RECORDS FOR THE EXERCISE:

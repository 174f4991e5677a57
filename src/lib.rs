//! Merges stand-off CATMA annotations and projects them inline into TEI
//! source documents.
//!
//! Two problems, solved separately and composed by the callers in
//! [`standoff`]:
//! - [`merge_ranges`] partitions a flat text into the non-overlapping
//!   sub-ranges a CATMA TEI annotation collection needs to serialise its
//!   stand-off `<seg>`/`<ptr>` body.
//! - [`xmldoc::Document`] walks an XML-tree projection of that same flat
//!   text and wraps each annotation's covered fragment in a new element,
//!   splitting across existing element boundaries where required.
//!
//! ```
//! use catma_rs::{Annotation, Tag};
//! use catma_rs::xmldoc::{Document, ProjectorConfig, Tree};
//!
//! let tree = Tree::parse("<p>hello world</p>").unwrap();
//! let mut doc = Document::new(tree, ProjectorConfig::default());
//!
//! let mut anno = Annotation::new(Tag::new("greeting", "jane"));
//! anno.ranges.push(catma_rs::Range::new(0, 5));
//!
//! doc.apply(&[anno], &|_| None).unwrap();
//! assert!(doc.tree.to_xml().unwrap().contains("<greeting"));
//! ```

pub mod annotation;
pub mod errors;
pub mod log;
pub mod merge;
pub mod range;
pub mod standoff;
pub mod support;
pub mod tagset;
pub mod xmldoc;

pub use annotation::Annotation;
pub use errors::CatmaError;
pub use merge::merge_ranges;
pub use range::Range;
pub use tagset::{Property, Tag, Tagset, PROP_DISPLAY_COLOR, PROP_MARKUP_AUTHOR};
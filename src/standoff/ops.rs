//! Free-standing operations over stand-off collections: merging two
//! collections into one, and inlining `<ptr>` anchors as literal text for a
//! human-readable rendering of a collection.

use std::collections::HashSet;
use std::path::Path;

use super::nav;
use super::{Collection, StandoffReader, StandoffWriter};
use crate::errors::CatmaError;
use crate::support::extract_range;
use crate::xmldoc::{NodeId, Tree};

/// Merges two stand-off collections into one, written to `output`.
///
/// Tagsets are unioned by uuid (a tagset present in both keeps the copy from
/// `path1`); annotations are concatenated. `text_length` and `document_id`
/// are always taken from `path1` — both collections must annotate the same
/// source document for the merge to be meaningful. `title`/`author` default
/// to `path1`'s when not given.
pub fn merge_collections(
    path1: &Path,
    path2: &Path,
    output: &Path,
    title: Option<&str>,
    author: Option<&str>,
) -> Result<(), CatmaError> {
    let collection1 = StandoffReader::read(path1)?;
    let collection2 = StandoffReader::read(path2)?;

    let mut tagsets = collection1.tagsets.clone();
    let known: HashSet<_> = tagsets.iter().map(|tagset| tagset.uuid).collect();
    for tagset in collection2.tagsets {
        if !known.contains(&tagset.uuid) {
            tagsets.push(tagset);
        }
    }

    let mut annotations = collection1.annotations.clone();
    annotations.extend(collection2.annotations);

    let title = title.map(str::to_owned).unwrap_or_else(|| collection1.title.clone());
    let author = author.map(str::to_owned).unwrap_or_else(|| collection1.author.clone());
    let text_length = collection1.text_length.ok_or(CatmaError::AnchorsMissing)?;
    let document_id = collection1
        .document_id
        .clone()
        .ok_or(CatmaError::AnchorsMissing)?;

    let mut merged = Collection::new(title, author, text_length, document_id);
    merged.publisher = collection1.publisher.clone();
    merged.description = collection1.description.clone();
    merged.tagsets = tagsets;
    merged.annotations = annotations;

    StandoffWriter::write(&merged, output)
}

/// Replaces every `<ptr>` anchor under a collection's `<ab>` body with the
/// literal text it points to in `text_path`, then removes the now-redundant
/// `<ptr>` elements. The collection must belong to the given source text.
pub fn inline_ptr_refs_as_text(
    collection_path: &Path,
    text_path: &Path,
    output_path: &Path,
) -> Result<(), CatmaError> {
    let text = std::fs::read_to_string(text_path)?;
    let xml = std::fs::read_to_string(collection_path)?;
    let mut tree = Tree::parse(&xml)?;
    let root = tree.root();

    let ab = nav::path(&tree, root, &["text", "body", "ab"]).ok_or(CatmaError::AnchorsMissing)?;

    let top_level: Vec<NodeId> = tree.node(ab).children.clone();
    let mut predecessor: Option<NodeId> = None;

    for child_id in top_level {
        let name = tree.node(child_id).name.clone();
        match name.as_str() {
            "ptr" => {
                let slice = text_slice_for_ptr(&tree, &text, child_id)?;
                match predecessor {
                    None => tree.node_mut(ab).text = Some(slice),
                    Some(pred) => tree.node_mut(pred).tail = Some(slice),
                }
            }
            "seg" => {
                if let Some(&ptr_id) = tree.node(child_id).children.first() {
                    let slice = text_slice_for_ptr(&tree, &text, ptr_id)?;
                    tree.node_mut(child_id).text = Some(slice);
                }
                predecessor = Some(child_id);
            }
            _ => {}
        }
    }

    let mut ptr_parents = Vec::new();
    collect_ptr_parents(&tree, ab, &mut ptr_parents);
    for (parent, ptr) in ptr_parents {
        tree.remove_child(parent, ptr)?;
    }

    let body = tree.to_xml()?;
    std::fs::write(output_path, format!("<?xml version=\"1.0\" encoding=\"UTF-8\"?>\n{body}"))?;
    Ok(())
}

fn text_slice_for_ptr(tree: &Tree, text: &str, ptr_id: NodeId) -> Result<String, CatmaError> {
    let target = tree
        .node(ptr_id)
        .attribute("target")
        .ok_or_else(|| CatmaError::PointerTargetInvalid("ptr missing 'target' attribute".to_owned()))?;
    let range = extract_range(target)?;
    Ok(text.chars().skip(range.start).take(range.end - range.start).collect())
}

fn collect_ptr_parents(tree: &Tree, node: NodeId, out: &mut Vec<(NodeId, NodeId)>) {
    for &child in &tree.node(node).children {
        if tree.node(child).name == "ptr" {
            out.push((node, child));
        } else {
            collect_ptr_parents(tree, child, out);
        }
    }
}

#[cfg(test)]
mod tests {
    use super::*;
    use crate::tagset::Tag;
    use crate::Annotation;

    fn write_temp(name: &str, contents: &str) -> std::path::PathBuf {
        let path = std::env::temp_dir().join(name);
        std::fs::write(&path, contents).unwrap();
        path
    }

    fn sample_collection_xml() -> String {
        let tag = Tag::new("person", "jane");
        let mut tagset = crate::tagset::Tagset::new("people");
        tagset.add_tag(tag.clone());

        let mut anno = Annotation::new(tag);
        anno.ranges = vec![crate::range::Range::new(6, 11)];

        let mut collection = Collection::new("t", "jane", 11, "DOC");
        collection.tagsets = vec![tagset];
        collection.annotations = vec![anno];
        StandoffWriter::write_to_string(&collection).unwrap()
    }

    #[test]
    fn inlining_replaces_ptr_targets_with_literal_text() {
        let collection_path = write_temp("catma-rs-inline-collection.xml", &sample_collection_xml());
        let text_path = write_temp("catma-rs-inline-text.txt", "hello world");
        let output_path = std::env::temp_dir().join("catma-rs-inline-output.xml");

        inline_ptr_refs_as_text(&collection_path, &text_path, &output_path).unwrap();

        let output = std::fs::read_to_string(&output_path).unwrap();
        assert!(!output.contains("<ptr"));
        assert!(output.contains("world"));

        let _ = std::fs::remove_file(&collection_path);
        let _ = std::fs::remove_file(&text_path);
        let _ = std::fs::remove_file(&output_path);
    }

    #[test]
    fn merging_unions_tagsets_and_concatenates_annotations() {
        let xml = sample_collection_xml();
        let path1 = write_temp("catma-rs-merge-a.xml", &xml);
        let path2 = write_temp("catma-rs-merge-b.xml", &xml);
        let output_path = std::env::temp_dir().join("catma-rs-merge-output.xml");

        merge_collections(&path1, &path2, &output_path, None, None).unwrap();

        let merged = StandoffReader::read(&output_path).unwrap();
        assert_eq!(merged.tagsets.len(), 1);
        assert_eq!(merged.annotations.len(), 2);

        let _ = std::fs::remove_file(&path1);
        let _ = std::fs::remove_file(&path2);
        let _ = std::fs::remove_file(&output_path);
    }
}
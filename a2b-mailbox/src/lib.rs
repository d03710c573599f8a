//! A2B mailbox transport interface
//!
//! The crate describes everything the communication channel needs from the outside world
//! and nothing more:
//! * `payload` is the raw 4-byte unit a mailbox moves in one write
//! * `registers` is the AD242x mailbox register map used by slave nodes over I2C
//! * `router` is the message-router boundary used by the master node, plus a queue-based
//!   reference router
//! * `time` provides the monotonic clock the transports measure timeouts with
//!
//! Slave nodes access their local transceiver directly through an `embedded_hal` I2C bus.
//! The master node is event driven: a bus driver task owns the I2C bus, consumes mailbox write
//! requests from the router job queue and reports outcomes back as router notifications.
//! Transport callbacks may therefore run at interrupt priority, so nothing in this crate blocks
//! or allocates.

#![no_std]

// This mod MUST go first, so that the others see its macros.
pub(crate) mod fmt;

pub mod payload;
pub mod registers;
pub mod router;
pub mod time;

EXERCISE PROMPT: In the listing above, locate the line containing "use std::collections::HashSet;" and the line containing "let collection2 = StandoffReader::read(path2)?;", then transcribe both and every line between them verbatim.

WRITTEN SOLUTION:
use std::collections::HashSet;
use std::path::Path;

use super::nav;
use super::{Collection, StandoffReader, StandoffWriter};
use crate::errors::CatmaError;
use crate::support::extract_range;
use crate::xmldoc::{NodeId, Tree};

/// Merges two stand-off collections into one, written to `output`.
///
/// Tagsets are unioned by uuid (a tagset present in both keeps the copy from
/// `path1`); annotations are concatenated. `text_length` and `document_id`
/// are always taken from `path1` — both collections must annotate the same
/// source document for the merge to be meaningful. `title`/`author` default
/// to `path1`'s when not given.
pub fn merge_collections(
    path1: &Path,
    path2: &Path,
    output: &Path,
    title: Option<&str>,
    author: Option<&str>,
) -> Result<(), CatmaError> {
    let collection1 = StandoffReader::read(path1)?;
    let collection2 = StandoffReader::read(path2)?;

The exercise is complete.